REQUIREMENT:
All lines before the one containing "nothing better exists.", plus that line itself, are to be printed exactly as they appear below.

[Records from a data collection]
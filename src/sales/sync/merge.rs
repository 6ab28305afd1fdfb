//! Deduplicating merge of fetched vouchers into the cached snapshot.
//!
//! Identity is a derived [`CompositeKey`]; the merge never edits a record, it only decides
//! which copies survive. The high-water mark is recomputed from the final set.

use crate::ledger::VoucherRecord;
use crate::sales::{SalesSyncError, SyncMode};

use std::collections::HashSet;
use tracing::{info, warn};

/// Derived identity of a voucher used for deduplication.
#[derive(Debug, Clone, PartialEq, Eq, Hash)]
pub enum CompositeKey {
	MasterAlter { master_id: String, alter_id: i64 },
	NumberDate { voucher_number: String, date: String },
	Master { master_id: String },
	/// Weakest identity, used only when nothing better exists.
	///
	/// Two distinct vouchers sharing number (or date) and amount collide here. The tuple is
	/// fixed and hashed field by field, so it does not depend on serialization order.
	Structural {
		voucher_number: Option<String>,
		date: Option<String>,
		amount_millis: i64,
	},
}

impl CompositeKey {
	/// Derive the key using the first rule that applies.
	pub fn of(record: &VoucherRecord) -> Self {
		match (
			&record.master_id,
			record.alter_id,
			&record.voucher_number,
			&record.date,
		) {
			(Some(master_id), Some(alter_id), _, _) => CompositeKey::MasterAlter {
				master_id: master_id.clone(),
				alter_id,
			},
			(_, _, Some(voucher_number), Some(date)) => CompositeKey::NumberDate {
				voucher_number: voucher_number.clone(),
				date: date.clone(),
			},
			(Some(master_id), _, _, _) => CompositeKey::Master {
				master_id: master_id.clone(),
			},
			_ => CompositeKey::Structural {
				voucher_number: record.voucher_number.clone(),
				date: record.date.clone(),
				amount_millis: (record.amount * 1000.0).round() as i64,
			},
		}
	}

	pub fn is_structural(&self) -> bool {
		matches!(self, CompositeKey::Structural { .. })
	}
}

/// Outcome of folding fetched vouchers into the cache.
#[derive(Debug, Clone, PartialEq)]
pub enum MergeResult {
	/// A new voucher set to persist.
	Updated {
		vouchers: Vec<VoucherRecord>,
		existing: usize,
		new_unique: usize,
		last_alter_id: Option<i64>,
	},
	/// The fetch was unusable; the previous snapshot stays as it is.
	KeepExisting {
		count: usize,
		last_alter_id: Option<i64>,
	},
}

impl MergeResult {
	pub fn count(&self) -> usize {
		match self {
			MergeResult::Updated { vouchers, .. } => vouchers.len(),
			MergeResult::KeepExisting { count, .. } => *count,
		}
	}

	pub fn last_alter_id(&self) -> Option<i64> {
		match self {
			MergeResult::Updated { last_alter_id, .. } | MergeResult::KeepExisting { last_alter_id, .. } => {
				*last_alter_id
			}
		}
	}
}

/// Fetched data handed to the merge.
#[derive(Debug, Clone, Default, PartialEq)]
pub struct FetchedBatch {
	pub vouchers: Vec<VoucherRecord>,
	/// False when any extract call answered without a usable voucher array.
	pub well_formed: bool,
}

/// Stateless merge rules.
#[derive(Debug, Clone, Copy, Default)]
pub struct MergeEngine;

impl MergeEngine {
	pub fn new() -> Self {
		Self
	}

	/// Merge `fetched` into `existing` according to `mode`.
	///
	/// Full syncs are authoritative and replace the cache. Incremental syncs append only
	/// vouchers whose key is not already cached. An incremental sync that fetched nothing
	/// usable keeps the previous snapshot, and fails if there is none, so a non-empty cache is
	/// never replaced by an empty one. A malformed full fetch is treated the same way.
	pub fn merge(
		&self,
		mode: SyncMode,
		existing: Option<Vec<VoucherRecord>>,
		fetched: FetchedBatch,
	) -> Result<MergeResult, SalesSyncError> {
		let existing = existing.unwrap_or_default();
		let unusable = match mode {
			SyncMode::Full => !fetched.well_formed,
			SyncMode::Incremental => !fetched.well_formed || fetched.vouchers.is_empty(),
		};

		if unusable {
			if existing.is_empty() {
				return Err(SalesSyncError::DataIntegrity(format!(
					"{:?} sync returned no usable vouchers and there is no cached snapshot to fall back to",
					mode
				)));
			}
			warn!(
				"{:?} sync returned no usable vouchers, keeping cached snapshot of {}",
				mode,
				existing.len()
			);
			return Ok(MergeResult::KeepExisting {
				count: existing.len(),
				last_alter_id: highest_alter_id(&existing),
			});
		}

		let fetched = dedup_batch(fetched.vouchers);

		let (existing_count, new_unique, vouchers) = match mode {
			SyncMode::Full => {
				let count = fetched.len();
				(existing.len(), count, fetched)
			}
			SyncMode::Incremental if existing.is_empty() => {
				let count = fetched.len();
				(0, count, fetched)
			}
			SyncMode::Incremental => {
				let known: HashSet<CompositeKey> = existing.iter().map(CompositeKey::of).collect();
				let fresh: Vec<VoucherRecord> = fetched
					.into_iter()
					.filter(|record| !known.contains(&CompositeKey::of(record)))
					.collect();
				let new_unique = fresh.len();
				let existing_count = existing.len();
				let mut merged = existing;
				merged.extend(fresh);
				(existing_count, new_unique, merged)
			}
		};

		info!(
			"Merged {:?} sync: {} existing, {} new unique, {} total",
			mode,
			existing_count,
			new_unique,
			vouchers.len()
		);

		let last_alter_id = highest_alter_id(&vouchers);
		Ok(MergeResult::Updated {
			vouchers,
			existing: existing_count,
			new_unique,
			last_alter_id,
		})
	}
}

/// Drop repeated keys within one batch, keeping the first occurrence.
fn dedup_batch(vouchers: Vec<VoucherRecord>) -> Vec<VoucherRecord> {
	let mut seen = HashSet::with_capacity(vouchers.len());
	let before = vouchers.len();
	let unique: Vec<VoucherRecord> = vouchers
		.into_iter()
		.filter(|record| seen.insert(CompositeKey::of(record)))
		.collect();
	if unique.len() != before {
		warn!(
			"Dropped {} duplicate vouchers within fetched batch",
			before - unique.len()
		);
	}
	unique
}

/// Maximum alteration id across `vouchers`, ignoring records without one.
pub fn highest_alter_id(vouchers: &[VoucherRecord]) -> Option<i64> {
	vouchers.iter().filter_map(|record| record.alter_id).max()
}

#[cfg(test)]
mod tests {
	use super::*;
	use serde_json::{Map, json};

	fn voucher(master: u32, alter: Option<i64>) -> VoucherRecord {
		VoucherRecord {
			master_id: Some(master.to_string()),
			alter_id: alter,
			voucher_number: Some(format!("S/{}", master)),
			date: Some("20240401".to_string()),
			debit_amount: 0.0,
			credit_amount: 0.0,
			amount: 100.0,
			party: None,
			voucher_type: Some("Sales".to_string()),
			ledger_entries: Vec::new(),
			inventory_entries: Vec::new(),
			extra: Map::new(),
		}
	}

	fn bare(number: Option<&str>, date: Option<&str>, amount: f64) -> VoucherRecord {
		VoucherRecord {
			master_id: None,
			alter_id: None,
			voucher_number: number.map(str::to_string),
			date: date.map(str::to_string),
			amount,
			..voucher(0, None)
		}
	}

	fn batch(vouchers: Vec<VoucherRecord>) -> FetchedBatch {
		FetchedBatch {
			vouchers,
			well_formed: true,
		}
	}

	#[test]
	fn key_precedence_follows_rules() {
		assert!(matches!(
			CompositeKey::of(&voucher(1, Some(10))),
			CompositeKey::MasterAlter { alter_id: 10, .. }
		));
		assert!(matches!(
			CompositeKey::of(&voucher(1, None)),
			CompositeKey::NumberDate { .. }
		));

		let master_only = VoucherRecord {
			voucher_number: None,
			..voucher(5, None)
		};
		assert_eq!(
			CompositeKey::of(&master_only),
			CompositeKey::Master {
				master_id: "5".to_string()
			}
		);

		let structural = CompositeKey::of(&bare(Some("S/9"), None, 12.5));
		assert!(structural.is_structural());
		assert_eq!(structural, CompositeKey::of(&bare(Some("S/9"), None, 12.5)));
		assert_ne!(structural, CompositeKey::of(&bare(Some("S/9"), None, 12.75)));
	}

	#[test]
	fn key_ignores_fields_outside_the_tuple() {
		let mut a = voucher(3, Some(30));
		let mut b = voucher(3, Some(30));
		a.extra.insert("narration".to_string(), json!("x"));
		b.party = Some("Someone".to_string());
		assert_eq!(CompositeKey::of(&a), CompositeKey::of(&b));
	}

	#[test]
	fn incremental_merge_appends_only_unseen_vouchers() {
		let existing: Vec<VoucherRecord> = (1..=100).map(|i| voucher(i, Some(400 + i as i64))).collect();
		assert_eq!(highest_alter_id(&existing), Some(500));

		// 4 repeats of cached vouchers and 8 new ones.
		let mut fetched: Vec<VoucherRecord> = (97..=100).map(|i| voucher(i, Some(400 + i as i64))).collect();
		fetched.extend((101..=108).map(|i| voucher(i, Some(500 + i as i64))));

		let result = MergeEngine::new()
			.merge(SyncMode::Incremental, Some(existing), batch(fetched))
			.unwrap();

		match result {
			MergeResult::Updated {
				vouchers,
				existing,
				new_unique,
				last_alter_id,
			} => {
				assert_eq!(vouchers.len(), 108);
				assert_eq!(existing, 100);
				assert_eq!(new_unique, 8);
				assert_eq!(last_alter_id, Some(608));
			}
			other => panic!("unexpected merge result: {other:?}"),
		}
	}

	#[test]
	fn merging_an_exact_duplicate_does_not_grow() {
		let existing: Vec<VoucherRecord> = (1..=20).map(|i| voucher(i, Some(i as i64))).collect();
		let result = MergeEngine::new()
			.merge(SyncMode::Incremental, Some(existing.clone()), batch(existing))
			.unwrap();
		assert_eq!(result.count(), 20);
		assert_eq!(result.last_alter_id(), Some(20));
	}

	#[test]
	fn incremental_merge_never_shrinks_the_cache() {
		let existing: Vec<VoucherRecord> = (1..=10).map(|i| voucher(i, Some(i as i64))).collect();
		for fetched_len in 0..15u32 {
			let fetched = (5..5 + fetched_len).map(|i| voucher(i, Some(i as i64))).collect();
			let result = MergeEngine::new()
				.merge(SyncMode::Incremental, Some(existing.clone()), batch(fetched))
				.unwrap();
			assert!(result.count() >= existing.len());
			assert_eq!(
				result.last_alter_id(),
				Some(std::cmp::max(10, 4 + fetched_len as i64))
			);
		}
	}

	#[test]
	fn malformed_incremental_fetch_keeps_cached_snapshot() {
		let existing: Vec<VoucherRecord> = (1..=100).map(|i| voucher(i, Some(400 + i as i64))).collect();
		let result = MergeEngine::new()
			.merge(
				SyncMode::Incremental,
				Some(existing),
				FetchedBatch {
					vouchers: Vec::new(),
					well_formed: false,
				},
			)
			.unwrap();
		assert_eq!(
			result,
			MergeResult::KeepExisting {
				count: 100,
				last_alter_id: Some(500)
			}
		);
	}

	#[test]
	fn empty_incremental_fetch_without_cache_fails_loudly() {
		let err = MergeEngine::new()
			.merge(SyncMode::Incremental, None, batch(Vec::new()))
			.unwrap_err();
		assert!(matches!(err, SalesSyncError::DataIntegrity(_)));
	}

	#[test]
	fn full_sync_replaces_cache_and_dedups_batch() {
		let existing: Vec<VoucherRecord> = (1..=50).map(|i| voucher(i, Some(i as i64))).collect();
		let fetched = vec![voucher(1, Some(7)), voucher(2, None), voucher(1, Some(7))];
		let result = MergeEngine::new()
			.merge(SyncMode::Full, Some(existing), batch(fetched))
			.unwrap();
		match result {
			MergeResult::Updated {
				vouchers,
				last_alter_id,
				..
			} => {
				assert_eq!(vouchers.len(), 2);
				assert_eq!(last_alter_id, Some(7));
			}
			other => panic!("unexpected merge result: {other:?}"),
		}
	}

	#[test]
	fn empty_full_sync_is_authoritative() {
		let existing: Vec<VoucherRecord> = (1..=5).map(|i| voucher(i, Some(i as i64))).collect();
		let result = MergeEngine::new()
			.merge(SyncMode::Full, Some(existing), batch(Vec::new()))
			.unwrap();
		assert_eq!(result.count(), 0);
		assert_eq!(result.last_alter_id(), None);
	}

	#[test]
	fn malformed_full_fetch_keeps_cache_or_fails_without_one() {
		let malformed = || FetchedBatch {
			vouchers: vec![voucher(9, Some(90))],
			well_formed: false,
		};

		let existing: Vec<VoucherRecord> = (1..=5).map(|i| voucher(i, Some(i as i64))).collect();
		let result = MergeEngine::new()
			.merge(SyncMode::Full, Some(existing), malformed())
			.unwrap();
		assert_eq!(
			result,
			MergeResult::KeepExisting {
				count: 5,
				last_alter_id: Some(5)
			}
		);

		let err = MergeEngine::new()
			.merge(SyncMode::Full, None, malformed())
			.unwrap_err();
		assert!(matches!(err, SalesSyncError::DataIntegrity(_)));
	}

	#[test]
	fn high_water_mark_ignores_missing_alter_ids() {
		let vouchers = vec![voucher(1, None), voucher(2, Some(3)), voucher(3, None)];
		assert_eq!(highest_alter_id(&vouchers), Some(3));
		assert_eq!(highest_alter_id(&[voucher(1, None)]), None);
		assert_eq!(highest_alter_id(&[]), None);
	}
}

RESULT FOR THIS EXERCISE:
filename src/sales/sync/merge.rs
repository 6ab28305afd1fdfb
//! Deduplicating merge of fetched vouchers into the cached snapshot.
//!
//! Identity is a derived [`CompositeKey`]; the merge never edits a record, it only decides
//! which copies survive. The high-water mark is recomputed from the final set.

use crate::ledger::VoucherRecord;
use crate::sales::{SalesSyncError, SyncMode};

use std::collections::HashSet;
use tracing::{info, warn};

/// Derived identity of a voucher used for deduplication.
#[derive(Debug, Clone, PartialEq, Eq, Hash)]
pub enum CompositeKey {
	MasterAlter { master_id: String, alter_id: i64 },
	NumberDate { voucher_number: String, date: String },
	Master { master_id: String },
	/// Weakest identity, used only when nothing better exists.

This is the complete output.